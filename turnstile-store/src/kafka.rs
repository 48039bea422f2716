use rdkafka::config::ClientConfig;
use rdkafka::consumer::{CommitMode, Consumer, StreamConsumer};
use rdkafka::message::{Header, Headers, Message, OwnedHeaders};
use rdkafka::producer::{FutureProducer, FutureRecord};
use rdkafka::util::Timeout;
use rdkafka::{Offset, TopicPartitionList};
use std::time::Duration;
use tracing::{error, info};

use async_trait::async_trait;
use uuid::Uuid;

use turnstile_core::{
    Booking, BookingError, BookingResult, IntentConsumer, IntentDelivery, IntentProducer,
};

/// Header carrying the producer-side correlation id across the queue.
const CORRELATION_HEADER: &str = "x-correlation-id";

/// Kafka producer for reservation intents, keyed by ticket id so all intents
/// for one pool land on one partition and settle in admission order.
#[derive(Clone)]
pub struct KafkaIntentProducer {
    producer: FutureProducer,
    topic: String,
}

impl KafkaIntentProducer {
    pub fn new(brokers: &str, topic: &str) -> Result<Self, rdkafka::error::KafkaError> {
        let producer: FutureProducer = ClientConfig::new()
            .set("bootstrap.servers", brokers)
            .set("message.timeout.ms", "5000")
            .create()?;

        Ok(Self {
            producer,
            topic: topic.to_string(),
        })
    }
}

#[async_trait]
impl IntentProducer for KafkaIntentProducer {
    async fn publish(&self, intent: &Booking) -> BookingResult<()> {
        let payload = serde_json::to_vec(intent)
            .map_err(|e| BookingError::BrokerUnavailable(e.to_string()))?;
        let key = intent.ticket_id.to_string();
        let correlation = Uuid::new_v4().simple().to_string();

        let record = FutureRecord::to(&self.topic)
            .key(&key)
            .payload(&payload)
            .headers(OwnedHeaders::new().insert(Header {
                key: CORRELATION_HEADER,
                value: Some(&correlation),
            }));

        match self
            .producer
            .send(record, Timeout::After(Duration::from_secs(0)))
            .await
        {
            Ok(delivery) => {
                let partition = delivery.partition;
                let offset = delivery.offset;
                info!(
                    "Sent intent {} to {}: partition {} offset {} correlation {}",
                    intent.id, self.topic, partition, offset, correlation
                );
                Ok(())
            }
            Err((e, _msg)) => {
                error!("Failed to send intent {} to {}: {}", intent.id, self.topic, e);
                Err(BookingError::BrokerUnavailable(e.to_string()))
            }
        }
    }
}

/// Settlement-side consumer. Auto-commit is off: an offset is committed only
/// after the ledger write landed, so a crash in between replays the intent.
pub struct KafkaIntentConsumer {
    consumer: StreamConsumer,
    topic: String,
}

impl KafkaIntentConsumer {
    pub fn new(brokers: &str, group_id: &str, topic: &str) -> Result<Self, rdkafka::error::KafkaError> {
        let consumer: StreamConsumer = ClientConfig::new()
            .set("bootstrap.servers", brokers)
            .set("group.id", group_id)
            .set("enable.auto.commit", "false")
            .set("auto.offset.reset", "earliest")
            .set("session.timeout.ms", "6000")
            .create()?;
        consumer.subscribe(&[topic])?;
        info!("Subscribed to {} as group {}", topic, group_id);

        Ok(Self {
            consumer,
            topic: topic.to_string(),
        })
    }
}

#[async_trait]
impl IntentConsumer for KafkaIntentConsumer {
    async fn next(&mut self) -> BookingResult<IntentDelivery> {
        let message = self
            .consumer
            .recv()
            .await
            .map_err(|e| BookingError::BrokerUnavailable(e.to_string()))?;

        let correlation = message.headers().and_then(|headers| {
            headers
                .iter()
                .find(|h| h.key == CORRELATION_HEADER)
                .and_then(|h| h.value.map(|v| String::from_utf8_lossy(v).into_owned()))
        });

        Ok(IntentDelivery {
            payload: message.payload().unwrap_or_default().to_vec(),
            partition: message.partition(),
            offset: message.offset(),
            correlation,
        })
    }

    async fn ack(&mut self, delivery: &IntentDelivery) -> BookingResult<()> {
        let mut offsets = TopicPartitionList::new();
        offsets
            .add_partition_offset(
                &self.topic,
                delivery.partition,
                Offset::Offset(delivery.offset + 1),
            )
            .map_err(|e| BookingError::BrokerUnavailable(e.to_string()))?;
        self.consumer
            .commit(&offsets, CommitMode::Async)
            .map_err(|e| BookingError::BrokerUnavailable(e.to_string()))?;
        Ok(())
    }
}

• • • • • • •

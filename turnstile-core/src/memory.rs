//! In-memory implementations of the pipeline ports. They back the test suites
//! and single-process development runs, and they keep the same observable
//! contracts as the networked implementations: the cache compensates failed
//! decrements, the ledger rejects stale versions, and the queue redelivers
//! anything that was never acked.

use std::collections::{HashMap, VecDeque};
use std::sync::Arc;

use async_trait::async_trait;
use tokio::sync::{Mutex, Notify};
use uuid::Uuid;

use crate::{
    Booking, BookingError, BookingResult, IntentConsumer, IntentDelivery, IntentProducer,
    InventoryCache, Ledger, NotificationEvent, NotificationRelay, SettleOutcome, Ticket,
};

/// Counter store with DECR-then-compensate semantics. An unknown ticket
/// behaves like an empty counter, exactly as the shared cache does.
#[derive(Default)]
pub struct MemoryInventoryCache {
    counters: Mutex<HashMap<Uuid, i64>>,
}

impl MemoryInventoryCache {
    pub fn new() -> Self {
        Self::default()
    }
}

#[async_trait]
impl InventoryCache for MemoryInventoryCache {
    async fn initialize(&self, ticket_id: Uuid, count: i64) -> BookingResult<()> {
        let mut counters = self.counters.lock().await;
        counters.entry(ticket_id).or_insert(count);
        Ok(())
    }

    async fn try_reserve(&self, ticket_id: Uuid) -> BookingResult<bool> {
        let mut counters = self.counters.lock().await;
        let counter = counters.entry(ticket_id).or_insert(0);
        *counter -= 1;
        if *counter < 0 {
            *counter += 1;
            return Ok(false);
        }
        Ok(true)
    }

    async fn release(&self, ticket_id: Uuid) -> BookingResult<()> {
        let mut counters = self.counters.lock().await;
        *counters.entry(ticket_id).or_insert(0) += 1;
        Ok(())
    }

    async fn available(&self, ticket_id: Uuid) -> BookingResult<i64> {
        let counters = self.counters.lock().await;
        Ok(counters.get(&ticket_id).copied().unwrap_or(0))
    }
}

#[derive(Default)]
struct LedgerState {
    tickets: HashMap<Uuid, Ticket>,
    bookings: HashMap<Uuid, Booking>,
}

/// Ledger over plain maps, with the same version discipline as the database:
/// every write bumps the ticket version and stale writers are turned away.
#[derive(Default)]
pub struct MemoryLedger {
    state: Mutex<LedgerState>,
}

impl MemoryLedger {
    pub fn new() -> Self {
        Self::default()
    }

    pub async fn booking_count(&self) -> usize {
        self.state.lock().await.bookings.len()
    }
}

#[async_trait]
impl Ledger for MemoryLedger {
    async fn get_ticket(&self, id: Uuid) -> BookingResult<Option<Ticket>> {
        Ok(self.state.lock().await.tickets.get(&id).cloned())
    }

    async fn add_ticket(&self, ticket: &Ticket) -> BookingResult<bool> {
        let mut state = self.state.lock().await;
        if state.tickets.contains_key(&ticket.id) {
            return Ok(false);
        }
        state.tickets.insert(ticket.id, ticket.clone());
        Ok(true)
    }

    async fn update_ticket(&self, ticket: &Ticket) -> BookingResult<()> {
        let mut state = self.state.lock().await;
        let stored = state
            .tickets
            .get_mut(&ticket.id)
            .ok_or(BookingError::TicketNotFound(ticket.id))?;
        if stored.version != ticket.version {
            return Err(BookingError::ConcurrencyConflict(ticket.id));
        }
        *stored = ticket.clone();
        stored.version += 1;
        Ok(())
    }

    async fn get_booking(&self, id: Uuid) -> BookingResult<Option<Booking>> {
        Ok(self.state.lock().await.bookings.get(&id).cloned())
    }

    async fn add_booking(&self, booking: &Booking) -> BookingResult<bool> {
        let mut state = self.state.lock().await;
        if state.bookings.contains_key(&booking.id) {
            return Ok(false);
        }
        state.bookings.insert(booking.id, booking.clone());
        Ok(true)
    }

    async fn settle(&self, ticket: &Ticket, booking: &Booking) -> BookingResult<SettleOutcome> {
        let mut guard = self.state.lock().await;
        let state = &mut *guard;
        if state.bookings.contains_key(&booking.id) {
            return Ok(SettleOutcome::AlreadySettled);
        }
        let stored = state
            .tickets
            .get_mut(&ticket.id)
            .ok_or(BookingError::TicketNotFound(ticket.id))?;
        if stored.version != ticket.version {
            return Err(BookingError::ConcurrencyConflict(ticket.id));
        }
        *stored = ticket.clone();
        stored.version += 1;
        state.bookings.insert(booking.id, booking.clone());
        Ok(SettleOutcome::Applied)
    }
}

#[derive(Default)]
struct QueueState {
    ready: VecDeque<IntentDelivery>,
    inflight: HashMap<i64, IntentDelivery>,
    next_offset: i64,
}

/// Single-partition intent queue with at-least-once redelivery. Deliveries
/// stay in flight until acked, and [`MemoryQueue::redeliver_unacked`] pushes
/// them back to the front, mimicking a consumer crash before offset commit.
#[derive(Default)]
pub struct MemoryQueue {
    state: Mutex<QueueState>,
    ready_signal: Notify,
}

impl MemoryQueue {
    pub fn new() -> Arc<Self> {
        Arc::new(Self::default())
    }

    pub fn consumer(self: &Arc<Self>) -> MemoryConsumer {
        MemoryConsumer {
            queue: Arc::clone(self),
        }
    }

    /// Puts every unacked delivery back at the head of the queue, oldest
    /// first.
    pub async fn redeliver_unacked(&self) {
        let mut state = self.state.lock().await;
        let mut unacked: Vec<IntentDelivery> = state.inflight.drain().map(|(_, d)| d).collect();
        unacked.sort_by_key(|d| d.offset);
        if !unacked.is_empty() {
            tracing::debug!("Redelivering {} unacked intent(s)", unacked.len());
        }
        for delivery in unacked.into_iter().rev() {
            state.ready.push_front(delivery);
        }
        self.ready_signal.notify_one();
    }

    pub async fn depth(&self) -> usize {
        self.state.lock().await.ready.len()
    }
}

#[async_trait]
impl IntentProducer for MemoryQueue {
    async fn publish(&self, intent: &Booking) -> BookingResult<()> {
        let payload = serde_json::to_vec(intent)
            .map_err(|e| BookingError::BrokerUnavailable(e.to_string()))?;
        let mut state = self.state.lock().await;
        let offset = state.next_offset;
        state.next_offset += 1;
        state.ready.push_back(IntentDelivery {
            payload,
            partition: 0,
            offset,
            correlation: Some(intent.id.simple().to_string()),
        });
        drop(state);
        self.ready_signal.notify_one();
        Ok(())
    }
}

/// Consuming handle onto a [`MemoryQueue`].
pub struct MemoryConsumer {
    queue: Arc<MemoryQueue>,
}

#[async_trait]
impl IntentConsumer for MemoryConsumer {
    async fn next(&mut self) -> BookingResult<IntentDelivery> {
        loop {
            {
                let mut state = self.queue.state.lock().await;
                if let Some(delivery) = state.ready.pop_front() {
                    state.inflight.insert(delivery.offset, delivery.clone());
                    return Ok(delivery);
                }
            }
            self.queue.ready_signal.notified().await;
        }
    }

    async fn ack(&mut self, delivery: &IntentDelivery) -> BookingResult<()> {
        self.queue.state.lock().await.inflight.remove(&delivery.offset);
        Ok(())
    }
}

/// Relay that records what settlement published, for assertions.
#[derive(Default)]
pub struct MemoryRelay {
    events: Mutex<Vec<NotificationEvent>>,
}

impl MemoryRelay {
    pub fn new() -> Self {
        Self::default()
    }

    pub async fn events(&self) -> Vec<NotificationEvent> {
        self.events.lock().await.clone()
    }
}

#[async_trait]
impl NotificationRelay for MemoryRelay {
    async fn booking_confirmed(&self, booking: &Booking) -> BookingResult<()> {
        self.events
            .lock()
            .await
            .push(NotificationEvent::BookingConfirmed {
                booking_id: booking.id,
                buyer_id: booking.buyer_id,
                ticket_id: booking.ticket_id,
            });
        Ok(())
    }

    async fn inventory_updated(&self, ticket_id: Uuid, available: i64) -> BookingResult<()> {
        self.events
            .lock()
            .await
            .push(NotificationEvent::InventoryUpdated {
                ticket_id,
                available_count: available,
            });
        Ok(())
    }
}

• • • • • • •

In the preceding records, how many lines include the word "info"? Reply with the number only.

3